Dataset entries

►

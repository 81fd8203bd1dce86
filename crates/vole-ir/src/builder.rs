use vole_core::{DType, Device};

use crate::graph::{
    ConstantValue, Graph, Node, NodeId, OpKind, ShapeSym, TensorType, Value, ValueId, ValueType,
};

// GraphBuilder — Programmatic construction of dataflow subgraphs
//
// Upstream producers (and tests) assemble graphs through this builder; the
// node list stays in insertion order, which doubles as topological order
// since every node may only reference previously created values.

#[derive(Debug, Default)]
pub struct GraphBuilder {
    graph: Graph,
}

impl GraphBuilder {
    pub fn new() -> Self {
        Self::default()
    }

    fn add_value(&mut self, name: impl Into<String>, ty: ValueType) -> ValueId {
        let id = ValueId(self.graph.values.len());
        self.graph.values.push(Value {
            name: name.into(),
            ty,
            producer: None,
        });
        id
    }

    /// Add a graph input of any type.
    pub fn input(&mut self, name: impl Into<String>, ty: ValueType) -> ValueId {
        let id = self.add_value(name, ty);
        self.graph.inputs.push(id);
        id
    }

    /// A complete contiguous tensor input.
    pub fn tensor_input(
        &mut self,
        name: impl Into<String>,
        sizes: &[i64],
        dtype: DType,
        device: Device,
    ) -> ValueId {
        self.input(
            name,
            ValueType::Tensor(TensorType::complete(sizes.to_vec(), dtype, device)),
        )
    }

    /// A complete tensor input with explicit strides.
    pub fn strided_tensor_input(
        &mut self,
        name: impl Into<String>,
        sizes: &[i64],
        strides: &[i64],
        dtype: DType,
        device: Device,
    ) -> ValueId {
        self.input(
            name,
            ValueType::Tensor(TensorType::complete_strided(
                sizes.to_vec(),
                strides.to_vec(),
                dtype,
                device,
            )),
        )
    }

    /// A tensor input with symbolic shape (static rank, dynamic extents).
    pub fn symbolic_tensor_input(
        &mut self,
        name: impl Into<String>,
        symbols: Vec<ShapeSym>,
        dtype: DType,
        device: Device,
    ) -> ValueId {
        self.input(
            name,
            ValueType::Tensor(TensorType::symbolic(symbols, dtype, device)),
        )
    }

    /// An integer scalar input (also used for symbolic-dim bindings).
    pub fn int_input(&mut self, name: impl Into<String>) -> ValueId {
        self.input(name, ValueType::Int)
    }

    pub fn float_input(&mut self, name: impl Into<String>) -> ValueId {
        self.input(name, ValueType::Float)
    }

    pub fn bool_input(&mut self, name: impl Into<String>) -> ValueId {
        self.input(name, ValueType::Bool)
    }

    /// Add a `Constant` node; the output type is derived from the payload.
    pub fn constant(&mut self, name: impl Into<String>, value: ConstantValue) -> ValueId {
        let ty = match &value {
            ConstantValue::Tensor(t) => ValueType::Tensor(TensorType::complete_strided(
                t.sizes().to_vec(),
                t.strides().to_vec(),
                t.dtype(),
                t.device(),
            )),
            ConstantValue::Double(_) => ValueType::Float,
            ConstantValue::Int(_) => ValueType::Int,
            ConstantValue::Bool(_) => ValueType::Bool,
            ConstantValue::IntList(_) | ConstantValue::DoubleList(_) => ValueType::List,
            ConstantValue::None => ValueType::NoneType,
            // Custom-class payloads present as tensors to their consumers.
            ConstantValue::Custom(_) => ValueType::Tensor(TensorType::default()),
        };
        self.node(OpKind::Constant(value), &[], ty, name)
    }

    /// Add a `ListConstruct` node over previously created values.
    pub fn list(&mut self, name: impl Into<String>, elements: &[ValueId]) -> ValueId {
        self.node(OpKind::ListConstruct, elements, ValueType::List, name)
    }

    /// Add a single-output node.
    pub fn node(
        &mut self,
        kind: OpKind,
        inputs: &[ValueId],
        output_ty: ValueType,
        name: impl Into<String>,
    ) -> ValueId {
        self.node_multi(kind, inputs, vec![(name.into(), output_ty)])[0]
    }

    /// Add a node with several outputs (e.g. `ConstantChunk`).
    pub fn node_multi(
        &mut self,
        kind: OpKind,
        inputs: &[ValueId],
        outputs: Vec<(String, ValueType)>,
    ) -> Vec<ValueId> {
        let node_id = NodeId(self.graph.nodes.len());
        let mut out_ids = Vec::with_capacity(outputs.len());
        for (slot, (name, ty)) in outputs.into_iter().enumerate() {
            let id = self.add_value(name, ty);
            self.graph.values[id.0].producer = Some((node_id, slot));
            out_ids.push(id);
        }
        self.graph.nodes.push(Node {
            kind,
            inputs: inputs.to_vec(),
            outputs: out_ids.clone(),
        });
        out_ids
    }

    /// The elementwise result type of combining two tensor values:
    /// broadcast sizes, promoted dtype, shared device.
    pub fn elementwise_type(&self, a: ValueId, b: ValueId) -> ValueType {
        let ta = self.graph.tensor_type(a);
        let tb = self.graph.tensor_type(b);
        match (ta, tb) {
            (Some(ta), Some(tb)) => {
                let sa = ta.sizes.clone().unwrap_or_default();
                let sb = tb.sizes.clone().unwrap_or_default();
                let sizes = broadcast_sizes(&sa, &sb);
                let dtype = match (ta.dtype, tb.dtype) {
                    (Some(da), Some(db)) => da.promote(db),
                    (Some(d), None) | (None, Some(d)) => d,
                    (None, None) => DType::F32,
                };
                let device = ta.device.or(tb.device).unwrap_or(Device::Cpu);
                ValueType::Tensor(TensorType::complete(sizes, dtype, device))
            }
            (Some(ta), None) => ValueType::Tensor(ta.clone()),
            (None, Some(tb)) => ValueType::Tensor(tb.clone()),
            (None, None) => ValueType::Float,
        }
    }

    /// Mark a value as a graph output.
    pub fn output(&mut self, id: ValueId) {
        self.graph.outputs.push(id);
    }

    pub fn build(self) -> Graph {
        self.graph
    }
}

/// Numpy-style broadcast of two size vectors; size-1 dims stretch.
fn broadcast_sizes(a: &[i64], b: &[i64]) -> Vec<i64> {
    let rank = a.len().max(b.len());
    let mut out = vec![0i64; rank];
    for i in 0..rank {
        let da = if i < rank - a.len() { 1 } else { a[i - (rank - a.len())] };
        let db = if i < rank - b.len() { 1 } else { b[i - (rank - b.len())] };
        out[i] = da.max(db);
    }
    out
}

◄

ACTIVITY: All the entries above need to be repeated word for word.

ANSWER SECTION:
repository 81fd8203bd1dce86
filename crates/vole-ir/src/builder.rs
use vole_core::{DType, Device};

use crate::graph::{
    ConstantValue, Graph, Node, NodeId, OpKind, ShapeSym, TensorType, Value, ValueId, ValueType,
};

// GraphBuilder — Programmatic construction of dataflow subgraphs
//
// Upstream producers (and tests) assemble graphs through this builder; the
// node list stays in insertion order, which doubles as topological order
// since every node may only reference previously created values.

#[derive(Debug, Default)]
pub struct GraphBuilder {
    graph: Graph,
}

impl GraphBuilder {
    pub fn new() -> Self {
        Self::default()
    }

    fn add_value(&mut self, name: impl Into<String>, ty: ValueType) -> ValueId {
        let id = ValueId(self.graph.values.len());
        self.graph.values.push(Value {
            name: name.into(),
            ty,
            producer: None,
        });
        id
    }

    /// Add a graph input of any type.
    pub fn input(&mut self, name: impl Into<String>, ty: ValueType) -> ValueId {
        let id = self.add_value(name, ty);
        self.graph.inputs.push(id);
        id
    }

    /// A complete contiguous tensor input.
    pub fn tensor_input(
        &mut self,
        name: impl Into<String>,
        sizes: &[i64],
        dtype: DType,
        device: Device,
    ) -> ValueId {
        self.input(
            name,
            ValueType::Tensor(TensorType::complete(sizes.to_vec(), dtype, device)),
        )
    }

    /// A complete tensor input with explicit strides.
    pub fn strided_tensor_input(
        &mut self,
        name: impl Into<String>,
        sizes: &[i64],
        strides: &[i64],
        dtype: DType,
        device: Device,
    ) -> ValueId {
        self.input(
            name,
            ValueType::Tensor(TensorType::complete_strided(
                sizes.to_vec(),
                strides.to_vec(),
                dtype,
                device,
            )),
        )
    }

    /// A tensor input with symbolic shape (static rank, dynamic extents).
    pub fn symbolic_tensor_input(
        &mut self,
        name: impl Into<String>,
        symbols: Vec<ShapeSym>,
        dtype: DType,
        device: Device,
    ) -> ValueId {
        self.input(
            name,
            ValueType::Tensor(TensorType::symbolic(symbols, dtype, device)),
        )
    }

    /// An integer scalar input (also used for symbolic-dim bindings).
    pub fn int_input(&mut self, name: impl Into<String>) -> ValueId {
        self.input(name, ValueType::Int)
    }

    pub fn float_input(&mut self, name: impl Into<String>) -> ValueId {
        self.input(name, ValueType::Float)
    }

    pub fn bool_input(&mut self, name: impl Into<String>) -> ValueId {
        self.input(name, ValueType::Bool)
    }

    /// Add a `Constant` node; the output type is derived from the payload.
    pub fn constant(&mut self, name: impl Into<String>, value: ConstantValue) -> ValueId {
        let ty = match &value {
            ConstantValue::Tensor(t) => ValueType::Tensor(TensorType::complete_strided(
                t.sizes().to_vec(),
                t.strides().to_vec(),
                t.dtype(),
                t.device(),
            )),
            ConstantValue::Double(_) => ValueType::Float,
            ConstantValue::Int(_) => ValueType::Int,
            ConstantValue::Bool(_) => ValueType::Bool,
            ConstantValue::IntList(_) | ConstantValue::DoubleList(_) => ValueType::List,
            ConstantValue::None => ValueType::NoneType,
            // Custom-class payloads present as tensors to their consumers.
            ConstantValue::Custom(_) => ValueType::Tensor(TensorType::default()),
        };
        self.node(OpKind::Constant(value), &[], ty, name)
    }

    /// Add a `ListConstruct` node over previously created values.
    pub fn list(&mut self, name: impl Into<String>, elements: &[ValueId]) -> ValueId {
        self.node(OpKind::ListConstruct, elements, ValueType::List, name)
    }

    /// Add a single-output node.
    pub fn node(
        &mut self,
        kind: OpKind,
        inputs: &[ValueId],
        output_ty: ValueType,
        name: impl Into<String>,
    ) -> ValueId {
        self.node_multi(kind, inputs, vec![(name.into(), output_ty)])[0]
    }

    /// Add a node with several outputs (e.g. `ConstantChunk`).
    pub fn node_multi(
        &mut self,
        kind: OpKind,
        inputs: &[ValueId],
        outputs: Vec<(String, ValueType)>,
    ) -> Vec<ValueId> {
        let node_id = NodeId(self.graph.nodes.len());
        let mut out_ids = Vec::with_capacity(outputs.len());
        for (slot, (name, ty)) in outputs.into_iter().enumerate() {
            let id = self.add_value(name, ty);
            self.graph.values[id.0].producer = Some((node_id, slot));
            out_ids.push(id);
        }
        self.graph.nodes.push(Node {
            kind,
            inputs: inputs.to_vec(),
            outputs: out_ids.clone(),
        });
        out_ids
    }

    /// The elementwise result type of combining two tensor values:
    /// broadcast sizes, promoted dtype, shared device.
    pub fn elementwise_type(&self, a: ValueId, b: ValueId) -> ValueType {
        let ta = self.graph.tensor_type(a);
        let tb = self.graph.tensor_type(b);
        match (ta, tb) {
            (Some(ta), Some(tb)) => {
                let sa = ta.sizes.clone().unwrap_or_default();
                let sb = tb.sizes.clone().unwrap_or_default();
                let sizes = broadcast_sizes(&sa, &sb);
                let dtype = match (ta.dtype, tb.dtype) {
                    (Some(da), Some(db)) => da.promote(db),
                    (Some(d), None) | (None, Some(d)) => d,
                    (None, None) => DType::F32,
                };
                let device = ta.device.or(tb.device).unwrap_or(Device::Cpu);
                ValueType::Tensor(TensorType::complete(sizes, dtype, device))
            }
            (Some(ta), None) => ValueType::Tensor(ta.clone()),
            (None, Some(tb)) => ValueType::Tensor(tb.clone()),
            (None, None) => ValueType::Float,
        }
    }

    /// Mark a value as a graph output.
    pub fn output(&mut self, id: ValueId) {
        self.graph.outputs.push(id);
    }

    pub fn build(self) -> Graph {
        self.graph
    }
}

/// Numpy-style broadcast of two size vectors; size-1 dims stretch.
fn broadcast_sizes(a: &[i64], b: &[i64]) -> Vec<i64> {
    let rank = a.len().max(b.len());
    let mut out = vec![0i64; rank];
    for i in 0..rank {
        let da = if i < rank - a.len() { 1 } else { a[i - (rank - a.len())] };
        let db = if i < rank - b.len() { 1 } else { b[i - (rank - b.len())] };
        out[i] = da.max(db);
    }
    out
}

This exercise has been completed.